RECORDS FOR PROCESSING Start Marker

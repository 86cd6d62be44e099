//! Fan-out seam between the core and the persistence/presentation world.
//!
//! The core only calls into [`Publisher`]; what happens on the other side
//! (widget refresh, live surface, notification delivery) is somebody else's
//! problem. [`SnapshotPublisher`] is the implementation the binary ships:
//! snapshot file plus log lines.

use chrono::{DateTime, Utc};
use std::fmt;
use tracing::{debug, info, warn};

use crate::models::{ConnectionStatus, MonitoredField};
use crate::snapshot::{SnapshotError, SnapshotStore};

pub trait Publisher: Send + Sync {
    /// Durable key/value write. Seeds the cache on next startup and feeds
    /// out-of-process readers. Best-effort: the caller logs failures and
    /// moves on.
    fn persist(
        &self,
        field: MonitoredField,
        value: f64,
        observed_at: DateTime<Utc>,
    ) -> Result<(), SnapshotError>;

    /// Connection status indicator update.
    fn on_connection_state_changed(&self, status: &ConnectionStatus);

    /// User-facing low-battery alert.
    fn on_alert(&self, soc: f64);

    /// Push the latest triple to any glanceable surface.
    fn refresh_live_surface(
        &self,
        soc: Option<f64>,
        solar_power: Option<f64>,
        battery_power: Option<f64>,
    );
}

pub struct SnapshotPublisher {
    store: SnapshotStore,
}

impl SnapshotPublisher {
    pub fn new(store: SnapshotStore) -> Self {
        Self { store }
    }
}

impl fmt::Debug for SnapshotPublisher {
    fn fmt(&self, f: &mut fmt::Formatter<'_>) -> fmt::Result {
        f.debug_struct("SnapshotPublisher")
            .field("path", &self.store.path())
            .finish()
    }
}

impl Publisher for SnapshotPublisher {
    fn persist(
        &self,
        field: MonitoredField,
        value: f64,
        observed_at: DateTime<Utc>,
    ) -> Result<(), SnapshotError> {
        self.store.persist(field, value, observed_at)
    }

    fn on_connection_state_changed(&self, status: &ConnectionStatus) {
        info!(status = %status, "connection state changed");
    }

    fn on_alert(&self, soc: f64) {
        // Fixed title/body template; delivery mechanics live outside the core.
        warn!("Battery alarm: state of charge at {soc:.0}%");
    }

    fn refresh_live_surface(
        &self,
        soc: Option<f64>,
        solar_power: Option<f64>,
        battery_power: Option<f64>,
    ) {
        debug!(?soc, ?solar_power, ?battery_power, "live surface refresh requested");
    }
}
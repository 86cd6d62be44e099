//! Mock publisher for tests: records every call the core makes so tests can
//! assert on the fan-out without a broker or a filesystem.
//!
//! The implementation lives in `wiesen_client::test_support` (behind the
//! client's `test-support` feature) so the mock and the client's own tests
//! share one `Publisher` trait instance; this module re-exports it.

pub use wiesen_client::test_support::{MockPublisher, PersistedValue};
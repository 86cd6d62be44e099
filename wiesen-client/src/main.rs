//! wiesen-client entry point.
//!
//! Bootstrap order: env + logging, config, snapshot seed, then the three
//! long-lived tasks (connection supervisor event loop, watchdog, health
//! logger). Shutdown on ctrl-c with a clean disconnect.

use anyhow::Result;
use std::sync::Arc;
use tracing::info;

use wiesen_client::alarm::AlarmState;
use wiesen_client::config;
use wiesen_client::health::HealthTracker;
use wiesen_client::models::ValueCache;
use wiesen_client::mqtt::ConnectionSupervisor;
use wiesen_client::publisher::{Publisher, SnapshotPublisher};
use wiesen_client::router::MessageRouter;
use wiesen_client::snapshot::SnapshotStore;
use wiesen_client::state::new_state;
use wiesen_client::watchdog::Watchdog;

#[tokio::main]
async fn main() -> Result<()> {
    dotenvy::dotenv().ok();
    tracing_subscriber::fmt()
        .with_env_filter(
            tracing_subscriber::EnvFilter::try_from_default_env()
                .unwrap_or_else(|_| "wiesen_client=info".into()),
        )
        .init();

    info!("wiesen-client starting");
    let cfg = config::load_config().await;

    let store = SnapshotStore::new(cfg.snapshot.resolved_path());
    let cache = new_state(ValueCache::new());
    let seeded = store.load();
    if !seeded.is_empty() {
        info!(fields = seeded.len(), "seeded cache from snapshot");
        let mut cache = cache.lock();
        for sample in seeded {
            cache.insert(sample);
        }
    }

    let alarm = new_state(AlarmState::new(cfg.alarm.enabled, cfg.alarm.threshold_percent));
    let publisher: Arc<dyn Publisher> = Arc::new(SnapshotPublisher::new(store));
    let health = HealthTracker::new();

    let router = MessageRouter::new(
        cfg.topics.clone(),
        cache.clone(),
        alarm.clone(),
        publisher.clone(),
    );
    let supervisor = ConnectionSupervisor::new(
        cfg.mqtt.clone(),
        cfg.topics.clone(),
        router,
        publisher.clone(),
        health.clone(),
    );

    supervisor.connect();
    Watchdog::new(supervisor.clone(), cfg.watchdog.clone()).spawn();
    health.spawn_health_logger(supervisor.clone(), cache.clone());

    tokio::signal::ctrl_c().await?;
    info!("shutdown requested");
    supervisor.disconnect().await;
    Ok(())
}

RECORDS FOR PROCESSING End Marker

Between the first line of the entries above and the line with "plus log lines.", both included, copy every line exactly and nothing outside that range.

repository 86cd6d62be44e099
//! Fan-out seam between the core and the persistence/presentation world.
//!
//! The core only calls into [`Publisher`]; what happens on the other side
//! (widget refresh, live surface, notification delivery) is somebody else's
//! problem. [`SnapshotPublisher`] is the implementation the binary ships:
//! snapshot file plus log lines.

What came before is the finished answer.